Colores (I)
18.01.08 @ 10:52:01. Archivado en Astronomía
Cualquiera que goce de buena vista y haya contemplado el maravilloso espectáculo del firmamento estrellado no tardará mucho en percatarse de un detalle notable: las estrellas son de colores. La sensibilidad a los colores es muy variable entre diferentes personas, y parece ser que las mujeres son capaces de discriminar una gama más amplia de tonos. En cualquier caso la oscuridad nocturna nos hace a todos bastante insensibles a la percepción de los colores. En efecto, nuestra retina contiene dos tipos de células, los bastones y los conos.
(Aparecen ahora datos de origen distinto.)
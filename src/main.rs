// src/main.rs

use anatomy_backend::config::Config;
use anatomy_backend::models::Role;
use anatomy_backend::routes;
use anatomy_backend::state::AppState;
use anatomy_backend::store::{PgStore, UserStore};
use anatomy_backend::utils::hash::hash_password;
use dotenvy::dotenv;
use sqlx::PgPool;
use sqlx::postgres::PgPoolOptions;
use std::time::Duration;
use tracing_subscriber::{EnvFilter, fmt, layer::SubscriberExt, util::SubscriberInitExt};

#[tokio::main]
async fn main() -> Result<(), Box<dyn std::error::Error>> {
    // Load .env file (if present)
    dotenv().ok();

    let config = Config::from_env();

    let file_appender = tracing_appender::rolling::daily("logs", "app.log");
    let (non_blocking, _guard) = tracing_appender::non_blocking(file_appender);
    let env_filter = EnvFilter::new(&config.rust_log);
    let stdout_layer = fmt::layer().with_writer(std::io::stdout).with_target(false);
    let file_layer = fmt::layer().with_writer(non_blocking).with_ansi(false);

    tracing_subscriber::registry()
        .with(env_filter)
        .with(stdout_layer)
        .with(file_layer)
        .init();

    let pool = connect_with_retry(&config.database_url).await?;
    tracing::info!("Database connected...");

    tracing::info!("Running migrations...");
    sqlx::migrate!("./migrations").run(&pool).await?;
    tracing::info!("Migrations applied successfully.");

    let store = PgStore::new(pool);

    if let Err(e) = seed_admin_user(&store, &config).await {
        tracing::error!("Failed to seed admin user: {:?}", e);
    }

    let state = AppState::new(store, config.clone());
    let app = routes::create_router(state);

    let listener = tokio::net::TcpListener::bind(&config.bind_addr).await?;
    tracing::info!("Listening on {}", listener.local_addr()?);

    axum::serve(listener, app).await?;
    Ok(())
}

async fn connect_with_retry(database_url: &str) -> Result<PgPool, sqlx::Error> {
    let mut retry_count = 0;
    loop {
        match PgPoolOptions::new()
            .max_connections(5)
            .acquire_timeout(Duration::from_secs(3))
            .connect(database_url)
            .await
        {
            Ok(pool) => return Ok(pool),
            Err(e) if retry_count >= 5 => {
                tracing::error!("Failed to connect to database after 5 retries: {}", e);
                return Err(e);
            }
            Err(_) => {
                retry_count += 1;
                tracing::warn!("Database not ready, retrying in 2s... (Attempt {})", retry_count);
                tokio::time::sleep(Duration::from_secs(2)).await;
            }
        }
    }
}

async fn seed_admin_user(store: &PgStore, config: &Config) -> Result<(), Box<dyn std::error::Error>> {
    if let (Some(username), Some(password)) = (&config.admin_username, &config.admin_password) {
        if store.find_user_by_username(username).await?.is_none() {
            tracing::info!("Seeding admin user: {}", username);
            let hashed_password = hash_password(password)?;
            store.create_user(username, &hashed_password, Role::Admin).await?;
            tracing::info!("Admin user created successfully.");
        }
    }
    Ok(())
}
Los primeros son los encargados de captar las diferencias en intensidad lumínica, y son muy sensibles aún ante cantidades de luz escasísimas. Gracias a ellos somos capaces de ver a simple vista estrellas con brillos hasta seis millones de veces más débiles que el de la Luna. Los conos, que captan las diferentes tonalidades, se activan sin embargo sólo bajo intensidades lumínicas muy superiores, por lo que de noche somos bastante “ciegos” para los colores, de ahí viene el dicho popular de que “por la noche todos los gatos son pardos”. No obstante, el cromatismo de ciertos astros es tan evidente que es posible percibirlo con claridad. Estas noches, por ejemplo, podemos apreciar la tonalidad anaranjada del planeta Marte, debida a la composición química de su superficie, rica en compuestos de hierro. En Orión vemos una estrella claramente rojiza (Betelgeuse) en la parte superior izquierda; y en el extremo opuesto otra nítidamente azul (Rigel). El color de las estrellas no es algo caprichoso, sino que revela detalles esenciales de su naturaleza, como explicaremos la semana que viene.